During the 300 or more years the transatlantic slave trade existed, estimates are that 10 million to 12 million Africans were captured, enslaved, and sold by their fellow Africans. The purchasers were largely British, Portuguese, and French traders who acted as intermediaries in shipping slaves to the Americas for re-sale. The destination for 50 percent of the slaves was South America, 45 percent went to the West Indies, and about four percent went to what would become the United States.7,8 Dundas understood that, unless slavery itself was ended – with its unrelenting violence, forced labour, and premature death – slavery as an institution would continue for generations, since legally the children of slaves were considered chattel (like livestock) and were thus also slaves like their parents.

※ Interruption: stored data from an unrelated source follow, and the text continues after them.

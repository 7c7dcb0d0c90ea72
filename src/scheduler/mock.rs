//! Mock scheduler for testing.
//!
//! Assigns risk tiers by call selector, tracks etas against a shared
//! [`MockClock`], and delivers payloads to attached [`ScheduledTarget`]s.

use super::traits::*;
use crate::clock::{Clock, MockClock};
use crate::types::{Address, Amount, Fingerprint, Selector, Timestamp};
use async_trait::async_trait;
use sha2::{Digest, Sha256};
use std::collections::BTreeMap;
use std::sync::{Arc, Mutex, Weak};

/// Default grace period: 7 days.
pub const DEFAULT_GRACE_PERIOD_SECS: u64 = 604_800;

/// Mock delayed-execution scheduler.
#[derive(Clone)]
pub struct MockScheduler {
    address: Address,
    clock: Arc<MockClock>,
    state: Arc<Mutex<MockState>>,
}

struct MockState {
    jobs: BTreeMap<Fingerprint, MockJob>,
    targets: BTreeMap<Address, Weak<dyn ScheduledTarget>>,
    tier_overrides: BTreeMap<Selector, RiskTier>,
    default_tier: RiskTier,
    grace_period: u64,
    nonce: u64,
    unavailable: bool,
    execute_calls: u64,
}

#[derive(Debug, Clone)]
struct MockJob {
    details: JobDetails,
    tier: RiskTier,
    canceled: bool,
}

impl MockScheduler {
    pub fn new(address: Address, clock: Arc<MockClock>) -> Self {
        Self {
            address,
            clock,
            state: Arc::new(Mutex::new(MockState {
                jobs: BTreeMap::new(),
                targets: BTreeMap::new(),
                tier_overrides: BTreeMap::new(),
                default_tier: RiskTier::Medium,
                grace_period: DEFAULT_GRACE_PERIOD_SECS,
                nonce: 0,
                unavailable: false,
                execute_calls: 0,
            })),
        }
    }

    /// Register the receiver for jobs targeting `address`.
    pub fn attach(&self, address: Address, target: Weak<dyn ScheduledTarget>) {
        let mut s = self.state.lock().unwrap();
        s.targets.insert(address, target);
    }

    pub fn set_tier_for_selector(&self, selector: Selector, tier: RiskTier) {
        let mut s = self.state.lock().unwrap();
        s.tier_overrides.insert(selector, tier);
    }

    pub fn set_default_tier(&self, tier: RiskTier) {
        let mut s = self.state.lock().unwrap();
        s.default_tier = tier;
    }

    pub fn set_grace_period(&self, secs: u64) {
        let mut s = self.state.lock().unwrap();
        s.grace_period = secs;
    }

    /// Make every call fail with `SchedulerError::Unavailable`.
    pub fn set_unavailable(&self, unavailable: bool) {
        let mut s = self.state.lock().unwrap();
        s.unavailable = unavailable;
    }

    pub fn tier_of(&self, fingerprint: &Fingerprint) -> Option<RiskTier> {
        let s = self.state.lock().unwrap();
        s.jobs.get(fingerprint).map(|j| j.tier)
    }

    pub fn is_canceled(&self, fingerprint: &Fingerprint) -> bool {
        let s = self.state.lock().unwrap();
        s.jobs.get(fingerprint).map(|j| j.canceled).unwrap_or(false)
    }

    pub fn job_count(&self) -> usize {
        self.state.lock().unwrap().jobs.len()
    }

    /// Number of `execute`/`execute_after_grace` requests received.
    pub fn execute_calls(&self) -> u64 {
        self.state.lock().unwrap().execute_calls
    }

    fn check_available(s: &MockState) -> SchedulerResult<()> {
        if s.unavailable {
            return Err(SchedulerError::Unavailable("mock offline".to_string()));
        }
        Ok(())
    }

    /// Mark the job executed and hand back what must be delivered.
    fn claim_job(
        &self,
        fingerprint: &Fingerprint,
        after_grace: bool,
    ) -> SchedulerResult<(Arc<dyn ScheduledTarget>, Vec<u8>)> {
        let now = self.clock.now();
        let mut s = self.state.lock().unwrap();
        Self::check_available(&s)?;
        s.execute_calls += 1;
        let grace = s.grace_period;

        let job = s
            .jobs
            .get(fingerprint)
            .ok_or(SchedulerError::UnknownJob(*fingerprint))?;
        if job.canceled {
            return Err(SchedulerError::Canceled);
        }
        if job.details.executed {
            return Err(SchedulerError::AlreadyExecuted);
        }
        let eta = job.details.eta;
        if now < eta {
            return Err(SchedulerError::NotReady { eta, now });
        }
        let past_grace = now > eta.saturating_add(grace);
        if past_grace && !after_grace {
            return Err(SchedulerError::GracePeriodElapsed);
        }
        if !past_grace && after_grace {
            return Err(SchedulerError::StillInGrace);
        }

        let target_address = job.details.target;
        let payload = job.details.payload.clone();
        let target = s
            .targets
            .get(&target_address)
            .and_then(Weak::upgrade)
            .ok_or(SchedulerError::NoTarget(target_address))?;

        if let Some(job) = s.jobs.get_mut(fingerprint) {
            job.details.executed = true;
        }
        Ok((target, payload))
    }

    async fn run(&self, fingerprint: &Fingerprint, after_grace: bool) -> SchedulerResult<()> {
        let (target, payload) = self.claim_job(fingerprint, after_grace)?;

        if let Err(reason) = target.on_scheduled_call(&self.address, &payload).await {
            let mut s = self.state.lock().unwrap();
            if let Some(job) = s.jobs.get_mut(fingerprint) {
                job.details.executed = false;
            }
            return Err(SchedulerError::CallReverted(reason));
        }
        Ok(())
    }
}

#[async_trait]
impl SchedulerBridge for MockScheduler {
    fn address(&self) -> Address {
        self.address
    }

    async fn schedule_with_risk_tier(
        &self,
        target: &Address,
        value: Amount,
        payload: &[u8],
    ) -> SchedulerResult<Fingerprint> {
        let now = self.clock.now();
        let mut s = self.state.lock().unwrap();
        Self::check_available(&s)?;

        let tier = Selector::from_payload(payload)
            .and_then(|sel| s.tier_overrides.get(&sel).copied())
            .unwrap_or(s.default_tier);

        let mut hasher = Sha256::new();
        hasher.update(target.as_bytes());
        hasher.update(value.to_be_bytes());
        hasher.update(payload);
        hasher.update(s.nonce.to_be_bytes());
        let fingerprint = Fingerprint(hasher.finalize().into());
        s.nonce += 1;

        let eta: Timestamp = now + tier.delay_secs();
        s.jobs.insert(
            fingerprint,
            MockJob {
                details: JobDetails {
                    target: *target,
                    value,
                    payload: payload.to_vec(),
                    eta,
                    executed: false,
                },
                tier,
                canceled: false,
            },
        );
        Ok(fingerprint)
    }

    async fn execute(&self, fingerprint: &Fingerprint) -> SchedulerResult<()> {
        self.run(fingerprint, false).await
    }

    async fn execute_after_grace(&self, fingerprint: &Fingerprint) -> SchedulerResult<()> {
        self.run(fingerprint, true).await
    }

    async fn cancel(&self, fingerprint: &Fingerprint) -> SchedulerResult<()> {
        let mut s = self.state.lock().unwrap();
        Self::check_available(&s)?;
        let job = s
            .jobs
            .get_mut(fingerprint)
            .ok_or(SchedulerError::UnknownJob(*fingerprint))?;
        if job.details.executed {
            return Err(SchedulerError::AlreadyExecuted);
        }
        job.canceled = true;
        Ok(())
    }

    async fn is_scheduled(&self, fingerprint: &Fingerprint) -> SchedulerResult<bool> {
        let s = self.state.lock().unwrap();
        Self::check_available(&s)?;
        Ok(s.jobs
            .get(fingerprint)
            .map(|j| !j.canceled && !j.details.executed)
            .unwrap_or(false))
    }

    async fn job_details(&self, fingerprint: &Fingerprint) -> SchedulerResult<JobDetails> {
        let s = self.state.lock().unwrap();
        Self::check_available(&s)?;
        s.jobs
            .get(fingerprint)
            .map(|j| j.details.clone())
            .ok_or(SchedulerError::UnknownJob(*fingerprint))
    }

    async fn grace_period_secs(&self) -> SchedulerResult<u64> {
        let s = self.state.lock().unwrap();
        Self::check_available(&s)?;
        Ok(s.grace_period)
    }
}
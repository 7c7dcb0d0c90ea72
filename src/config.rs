//! Governor configuration file handling
//!
//! Bootstraps an engine instance from a TOML file. Durations use humantime
//! syntax ("1day", "36h"), amounts are whole tokens, identities are hex.
//!
//! The file only seeds a new engine. Once running, parameters, roles and
//! whitelists change through the engine's own entry points and live in its
//! state snapshot, not here.

use crate::error::GovernanceError;
use crate::governance::{GovernanceParams, GovernanceSetup};
use crate::types::{tokens, Address, ParseIdError, Selector};
use serde::{Deserialize, Serialize};
use std::fs;
use std::path::{Path, PathBuf};
use std::time::Duration;

const DEFAULT_LOG_LEVEL: &str = "info";

/// Configuration errors.
#[derive(Debug, thiserror::Error)]
pub enum ConfigError {
    #[error("failed to read config file '{path}': {source}")]
    Read {
        path: PathBuf,
        source: std::io::Error,
    },

    #[error("failed to parse config file '{path}': {message}")]
    Parse { path: PathBuf, message: String },

    #[error("failed to serialize config: {0}")]
    Serialize(String),

    #[error("failed to write config file '{path}': {source}")]
    Write {
        path: PathBuf,
        source: std::io::Error,
    },

    #[error("invalid duration for {field} ('{value}'): {reason}")]
    Duration {
        field: &'static str,
        value: String,
        reason: String,
    },

    #[error("invalid identity in {field} ('{value}'): {source}")]
    Identity {
        field: &'static str,
        value: String,
        source: ParseIdError,
    },

    #[error("invalid governance settings: {0}")]
    Governance(#[from] GovernanceError),
}

/// Engine bootstrap configuration.
#[derive(Debug, Clone, PartialEq, Serialize, Deserialize)]
pub struct GovernorConfig {
    pub governance: GovernanceConfig,

    #[serde(default)]
    pub roles: RolesConfig,

    #[serde(default)]
    pub whitelist: WhitelistConfig,

    #[serde(default)]
    pub logging: LoggingConfig,
}

/// `[governance]`: engine identity and initial parameters.
#[derive(Debug, Clone, PartialEq, Serialize, Deserialize)]
pub struct GovernanceConfig {
    /// Custody address of the engine (hex).
    pub engine_address: String,

    #[serde(default = "default_voting_duration")]
    pub voting_duration: String,

    #[serde(default = "default_min_voting_duration")]
    pub min_voting_duration: String,

    #[serde(default = "default_max_voting_duration")]
    pub max_voting_duration: String,

    /// Whole tokens.
    #[serde(default = "default_quorum")]
    pub quorum: u64,

    /// Whole tokens.
    #[serde(default = "default_proposal_threshold")]
    pub proposal_threshold: u64,

    /// Whole tokens.
    #[serde(default = "default_stake")]
    pub stake: u64,

    #[serde(default = "default_refund_percentage")]
    pub defeated_refund_percentage: u8,

    #[serde(default = "default_refund_percentage")]
    pub canceled_refund_percentage: u8,

    #[serde(default = "default_refund_percentage")]
    pub expired_refund_percentage: u8,
}

/// `[roles]`
#[derive(Debug, Clone, Default, PartialEq, Serialize, Deserialize)]
pub struct RolesConfig {
    #[serde(default)]
    pub administrators: Vec<String>,

    #[serde(default)]
    pub guardians: Vec<String>,
}

/// `[whitelist]`: General proposal selectors and targets.
#[derive(Debug, Clone, Default, PartialEq, Serialize, Deserialize)]
pub struct WhitelistConfig {
    #[serde(default)]
    pub selectors: Vec<String>,

    #[serde(default)]
    pub targets: Vec<String>,
}

/// `[logging]`
#[derive(Debug, Clone, PartialEq, Serialize, Deserialize)]
pub struct LoggingConfig {
    /// Log level (trace, debug, info, warn, error)
    #[serde(default = "default_log_level")]
    pub level: String,

    /// Log file path (optional, logs to stderr if not specified)
    pub file: Option<PathBuf>,
}

impl Default for LoggingConfig {
    fn default() -> Self {
        Self {
            level: DEFAULT_LOG_LEVEL.to_string(),
            file: None,
        }
    }
}

fn default_log_level() -> String {
    DEFAULT_LOG_LEVEL.to_string()
}

fn default_voting_duration() -> String {
    "1day".to_string()
}

fn default_min_voting_duration() -> String {
    "1h".to_string()
}

fn default_max_voting_duration() -> String {
    "14days".to_string()
}

fn default_quorum() -> u64 {
    500
}

fn default_proposal_threshold() -> u64 {
    100
}

fn default_stake() -> u64 {
    1
}

fn default_refund_percentage() -> u8 {
    50
}

fn parse_secs(field: &'static str, value: &str) -> Result<u64, ConfigError> {
    humantime::parse_duration(value)
        .map(|d: Duration| d.as_secs())
        .map_err(|e| ConfigError::Duration {
            field,
            value: value.to_string(),
            reason: e.to_string(),
        })
}

fn parse_address(field: &'static str, value: &str) -> Result<Address, ConfigError> {
    value.parse().map_err(|source| ConfigError::Identity {
        field,
        value: value.to_string(),
        source,
    })
}

fn parse_selector(value: &str) -> Result<Selector, ConfigError> {
    value.parse().map_err(|source| ConfigError::Identity {
        field: "whitelist.selectors",
        value: value.to_string(),
        source,
    })
}

impl GovernorConfig {
    /// Load configuration from a TOML file
    pub fn load(path: &Path) -> Result<Self, ConfigError> {
        let contents = fs::read_to_string(path).map_err(|source| ConfigError::Read {
            path: path.to_path_buf(),
            source,
        })?;
        Self::from_toml_str(&contents).map_err(|message| ConfigError::Parse {
            path: path.to_path_buf(),
            message,
        })
    }

    pub fn from_toml_str(contents: &str) -> Result<Self, String> {
        toml::from_str(contents).map_err(|e| e.to_string())
    }

    /// Save configuration to a TOML file
    pub fn save(&self, path: &Path) -> Result<(), ConfigError> {
        let contents =
            toml::to_string_pretty(self).map_err(|e| ConfigError::Serialize(e.to_string()))?;

        let write_err = |source| ConfigError::Write {
            path: path.to_path_buf(),
            source,
        };
        if let Some(parent) = path.parent() {
            fs::create_dir_all(parent).map_err(write_err)?;
        }
        fs::write(path, contents).map_err(write_err)?;
        Ok(())
    }

    /// Engine parameters described by `[governance]`, validated.
    pub fn params(&self) -> Result<GovernanceParams, ConfigError> {
        let g = &self.governance;
        let params = GovernanceParams {
            voting_duration: parse_secs("governance.voting_duration", &g.voting_duration)?,
            min_voting_duration: parse_secs(
                "governance.min_voting_duration",
                &g.min_voting_duration,
            )?,
            max_voting_duration: parse_secs(
                "governance.max_voting_duration",
                &g.max_voting_duration,
            )?,
            quorum: tokens(g.quorum),
            proposal_threshold: tokens(g.proposal_threshold),
            stake_amount: tokens(g.stake),
            defeated_refund_percentage: g.defeated_refund_percentage,
            canceled_refund_percentage: g.canceled_refund_percentage,
            expired_refund_percentage: g.expired_refund_percentage,
        };
        params.validate()?;
        Ok(params)
    }

    /// Everything `Governor::new` needs apart from the collaborators.
    pub fn to_setup(&self) -> Result<GovernanceSetup, ConfigError> {
        let params = self.params()?;
        let engine_address = parse_address("governance.engine_address", &self.governance.engine_address)?;

        let administrators = self
            .roles
            .administrators
            .iter()
            .map(|a| parse_address("roles.administrators", a))
            .collect::<Result<Vec<_>, _>>()?;
        if administrators.is_empty() {
            return Err(GovernanceError::LastAdministrator.into());
        }
        let guardians = self
            .roles
            .guardians
            .iter()
            .map(|a| parse_address("roles.guardians", a))
            .collect::<Result<Vec<_>, _>>()?;
        let allowed_selectors = self
            .whitelist
            .selectors
            .iter()
            .map(|s| parse_selector(s))
            .collect::<Result<Vec<_>, _>>()?;
        let allowed_targets = self
            .whitelist
            .targets
            .iter()
            .map(|t| parse_address("whitelist.targets", t))
            .collect::<Result<Vec<_>, _>>()?;

        Ok(GovernanceSetup {
            engine_address,
            params,
            administrators,
            guardians,
            allowed_selectors,
            allowed_targets,
        })
    }

    /// Generate default configuration content as a string with comments
    pub fn generate_default_toml(engine_address: &Address, administrator: &Address) -> String {
        format!(
            r#"# Governance engine configuration
#
# Seeds a new engine instance. After startup, parameters, roles and
# whitelists are changed through governance itself, not by editing this file.

[governance]
# Custody address holding proposer stakes
engine_address = "{engine_address}"

# Voting window and its bounds (humantime syntax: "36h", "2days")
voting_duration = "1day"
min_voting_duration = "1h"
max_voting_duration = "14days"

# Whole tokens
quorum = 500
proposal_threshold = 100
stake = 1

# Share of the stake returned when a proposal ends without executing (0-100)
defeated_refund_percentage = 50
canceled_refund_percentage = 50
expired_refund_percentage = 50

[roles]
administrators = ["{administrator}"]
guardians = []

[whitelist]
# Four-byte call selectors and call targets allowed in General proposals
selectors = []
targets = []

[logging]
# Log level: trace, debug, info, warn, error
level = "info"

# Log file path (optional, logs to stderr if not specified)
# file = "/var/log/stakegov/stakegov.log"
"#,
            engine_address = engine_address,
            administrator = administrator,
        )
    }

    /// Create and save a default configuration file
    pub fn create_default(
        path: &Path,
        engine_address: &Address,
        administrator: &Address,
    ) -> Result<(), ConfigError> {
        let contents = Self::generate_default_toml(engine_address, administrator);
        let write_err = |source| ConfigError::Write {
            path: path.to_path_buf(),
            source,
        };
        if let Some(parent) = path.parent() {
            fs::create_dir_all(parent).map_err(write_err)?;
        }
        fs::write(path, contents).map_err(write_err)?;
        Ok(())
    }
}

The controversy: Did Dundas’ abolitionism go far enough?
Dundas is criticized today for amending a motion in Britain’s Parliament in 1792.9 His original motion called for the immediate end to the slave trade. But outright abolition was unrealistic at the time, and thus historians agree that Dundas’ original motion would surely have failed.10 Moreover, Britain’s competitors – especially the Portuguese and French – would have simply picked up where Britain left off. Realizing this, Dundas made a strategic pivot and called for a gradual end to the slave trade. His strategy worked, and his amended motion succeeded with a significant majority.11
Change would take time. Only about one percent of the adult population had the right to vote,12 and many had at least an indirect financial interest in West Indian plantations (as did numerous Members of Parliament), and trade with the plantations generated income for businesses in England and tariff revenue for the Crown. Surmounting such entrenched interests would not happen overnight.
And this is why Dundas’ successful motion was key: it shifted the tenor of the public discourse. For the first time, ending the slave trade was up for debate. The British empire at this time was nearing its peak as the largest empire in history, with enormous influence, and thus this step was significant in the eventual abolition of slavery worldwide.
The Toronto connection: Dundas the humanitarian
For his role in abolishing slavery, Dundas ought to be celebrated. The same is true of his major influence on the colonies that would become Canada and, in particular, on what would become the province of Ontario and the city of Toronto. Importantly, that influence was wielded in support of issues that, today, would be described as relating to equity, inclusion, and reconciliation—ironically, the exact criteria (“commitments”) justifying the city’s condemnation of him.
Appointing Simcoe, the empire’s first legislator to outlaw slavery
Dundas was a close friend of John Graves Simcoe (another staunch abolitionist), and he appointed Simcoe as the first lieutenant-governor of Upper Canada in 1791. It was Simcoe who, two years later, would introduce the Act to Limit Slavery in Upper Canada, the very first legislation in the entire British empire to limit slavery.14
The legislation passed, beginning the abolition of slavery in the province. Although the legislation did not free slaves already present, it freed the children of such slaves at age 25, and made Upper Canada a safe haven for slaves fleeing the United States.15 Like the precedent Dundas set in Scotland, no slave could remain a slave on Upper Canadian soil. Over the next seven decades, more than 40,000 black men and women would risk their lives to escape slavery and find freedom in Upper Canada.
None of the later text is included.